Senior Site Reliability Engineer
Zeta Global
full-time
Posted on:
Location Type: Remote
Location: United States
Visit company websiteExplore more
Salary
💰 $140,000 - $170,000 per year
Job Level
Tech Stack
About the role
- Design, implement, and manage SLOs, SLIs, and error budgets, ensuring reliability aligns with user expectations and business objectives.
- Develop production-grade software to enhance system reliability and reduce manual toil through automation.
- Implement and optimize observability solutions using tools like OpenTelemetry, with a focus on high-cardinality metrics, distributed tracing, and actionable insights.
- Drive postmortem processes and lead in-depth root cause analyses for incidents, ensuring lessons learned are effectively applied to prevent recurrence.
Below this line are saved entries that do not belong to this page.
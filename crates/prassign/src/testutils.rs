use std::{io::Write, sync::Arc};

use clap::Parser;
use prassign_config::{Config, DatabaseDriver};
use prassign_core::{ChaChaRandomService, CoreModule};
use prassign_database_memory::MemoryDb;
use tokio::sync::RwLock;

use crate::{
    args::{Args, CommandExecutor},
    commands::CommandContext,
};

pub(crate) struct CommandContextTest {
    pub config: Config,
    pub core_module: CoreModule,
    pub db_service: MemoryDb,
}

impl CommandContextTest {
    pub fn new() -> Self {
        let mut config = Config::from_env_no_version();
        config.database.driver = DatabaseDriver::Memory;
        config.reviewers.count = 2;
        config.deactivation.timeout_ms = 1000;

        Self {
            config,
            core_module: CoreModule::builder().build(),
            db_service: MemoryDb::new(),
        }
    }

    pub fn into_context(self, writer: Arc<RwLock<dyn Write + Send + Sync>>) -> CommandContext {
        CommandContext {
            config: self.config,
            core_module: self.core_module,
            db_service: Box::new(self.db_service),
            random_service: Box::new(ChaChaRandomService::new(1)),
            writer,
        }
    }
}

pub(crate) async fn test_command(ctx: CommandContextTest, command_args: &[&str]) -> String {
    let buf = Arc::new(RwLock::new(Vec::new()));

    {
        let command_args = {
            let mut tmp_args = vec!["prassign"];
            tmp_args.extend(command_args);
            tmp_args
        };

        let args = Args::try_parse_from(command_args);
        match args {
            Ok(args) => CommandExecutor::parse_args_async(args, ctx.into_context(buf.clone()))
                .await
                .unwrap(),
            Err(e) => {
                eprintln!("{}", e);
                panic!("Parse error.")
            }
        }
    }

    let vec = buf.read().await.to_vec();
    std::str::from_utf8(&vec).unwrap().to_string()
}

pub(crate) async fn test_command_error(
    ctx: CommandContextTest,
    command_args: &[&str],
) -> anyhow::Error {
    let mut args = vec!["prassign"];
    args.extend(command_args);

    let args = Args::try_parse_from(args).unwrap();
    let buf = Arc::new(RwLock::new(Vec::new()));
    CommandExecutor::parse_args_async(args, ctx.into_context(buf))
        .await
        .unwrap_err()
}

/// Seed the store with a team, bypassing validation.
pub(crate) async fn seed_team(ctx: &CommandContextTest, team_name: &str, members: &[(&str, bool)]) {
    use prassign_database_interface::DbService;
    use prassign_models::{Team, TeamMember};

    ctx.db_service
        .teams_create(Team {
            team_name: team_name.into(),
            members: members
                .iter()
                .map(|(id, is_active)| TeamMember {
                    user_id: id.to_string(),
                    username: id.to_uppercase(),
                    is_active: *is_active,
                })
                .collect(),
        })
        .await
        .unwrap();
}
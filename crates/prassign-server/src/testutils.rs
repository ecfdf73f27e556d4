use actix_web::{
    body::MessageBody,
    dev::{ServiceFactory, ServiceRequest, ServiceResponse},
    web::Data,
    App,
};
use prassign_config::{Config, DatabaseDriver};
use prassign_core::CoreModule;
use prassign_database_memory::MemoryDb;

use crate::{
    metrics::build_metrics_handler,
    server::{build_actix_app, AppContext},
};

pub(crate) fn test_context() -> AppContext {
    let mut config = Config::from_env_no_version();
    config.database.driver = DatabaseDriver::Memory;
    config.random_seed = 1;
    config.reviewers.count = 2;
    config.deactivation.timeout_ms = 1000;

    AppContext::new_with_adapters(config, CoreModule::builder().build(), Box::new(MemoryDb::new()))
}

pub(crate) fn build_test_app() -> App<
    impl ServiceFactory<
        ServiceRequest,
        Config = (),
        Response = ServiceResponse<impl MessageBody>,
        Error = actix_web::Error,
        InitError = (),
    >,
> {
    build_actix_app(
        Data::new(test_context()),
        build_metrics_handler().unwrap(),
    )
}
- Define and monitor MTTx metrics (MTTA, MTTR, MTTF), using them to guide system improvements and measure reliability progress.
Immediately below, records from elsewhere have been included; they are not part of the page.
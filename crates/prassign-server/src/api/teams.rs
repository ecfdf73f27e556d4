use actix_web::{web, HttpResponse};
use prassign_core::use_cases::teams::{CreateTeamInterface, GetTeamInterface};
use prassign_models::Team;
use serde::Deserialize;
use shaku::HasComponent;

use super::require;
use crate::{server::AppContext, ApiError};

#[derive(Debug, Deserialize)]
pub(crate) struct TeamQuery {
    team_name: String,
}

#[tracing::instrument(skip_all, fields(team_name = %data.team_name))]
pub(crate) async fn create_team(
    ctx: web::Data<AppContext>,
    data: web::Json<Team>,
) -> Result<HttpResponse, ApiError> {
    require("team_name", &data.team_name)?;
    if data.members.is_empty() {
        return Err(ApiError::invalid_input("team must have at least one member"));
    }

    let create_team: &dyn CreateTeamInterface = ctx.core_module.resolve_ref();
    let team = create_team
        .run(&ctx.as_core_context(), data.into_inner())
        .await?;

    Ok(HttpResponse::Created().json(serde_json::json!({ "team": team })))
}

#[tracing::instrument(skip_all, fields(team_name = %query.team_name))]
pub(crate) async fn get_team(
    ctx: web::Data<AppContext>,
    query: web::Query<TeamQuery>,
) -> Result<HttpResponse, ApiError> {
    require("team_name", &query.team_name)?;

    let get_team: &dyn GetTeamInterface = ctx.core_module.resolve_ref();
    let team = get_team
        .run(&ctx.as_core_context(), &query.team_name)
        .await?;

    Ok(HttpResponse::Ok().json(serde_json::json!({ "team": team })))
}
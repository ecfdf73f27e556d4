use async_trait::async_trait;
use clap::{Parser, Subcommand};

use super::{Command, CommandContext};
use crate::Result;

mod show;

use self::show::TeamShowCommand;

/// Manage teams
#[derive(Parser)]
pub(crate) struct TeamCommand {
    #[clap(subcommand)]
    inner: TeamSubCommand,
}

#[async_trait]
impl Command for TeamCommand {
    async fn execute(self, ctx: CommandContext) -> Result<()> {
        self.inner.execute(ctx).await
    }
}

#[derive(Subcommand)]
pub(crate) enum TeamSubCommand {
    Show(TeamShowCommand),
}

#[async_trait]
impl Command for TeamSubCommand {
    async fn execute(self, ctx: CommandContext) -> Result<()> {
        match self {
            Self::Show(sub) => sub.execute(ctx).await,
        }
    }
}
- Design and participate in Chaos Engineering exercises.
- Collaborate with engineering teams to design systems with reliability and scalability in mind, incorporating capacity planning, resiliency patterns, and modern deployment strategies (e.g., Canary, Blue-Green).
- Lead design reviews for alerting strategies, ensuring effective signal-to-noise ratios in monitoring and incident management.
- Advocate for and implement best practices in incident response and system design to achieve optimal uptime and performance.
Requirements
- 4+ years of experience as an SRE or in a similar role with hands-on coding.
- 3+ years of software development experience in Python or Golang, with a focus on building maintainable, production-quality code.
- Deep understanding of SRE principles, particularly SLIs, SLOs, error budgets, and their real-world application.
- Hands-on experience conducting postmortems and implementing observability at scale.
- Hands-on experience conducting chaos engineering exercises.
- Expertise in designing and implementing end-to-end observability solutions using tools like OpenTelemetry, Prometheus, Grafana, or Honeycomb.
- Experience with distributed tracing and handling high-cardinality metrics in production environments.
- 3+ years of experience with AWS and proficiency in Kubernetes, Terraform, and Infrastructure as Code (IaC) tools.
- Strong understanding of distributed systems, microservices architectures, and containerization (Docker, Kubernetes).
- Hands-on experience with CI/CD platforms (GitOps, Jenkins, ArgoCD) and building automated pipelines.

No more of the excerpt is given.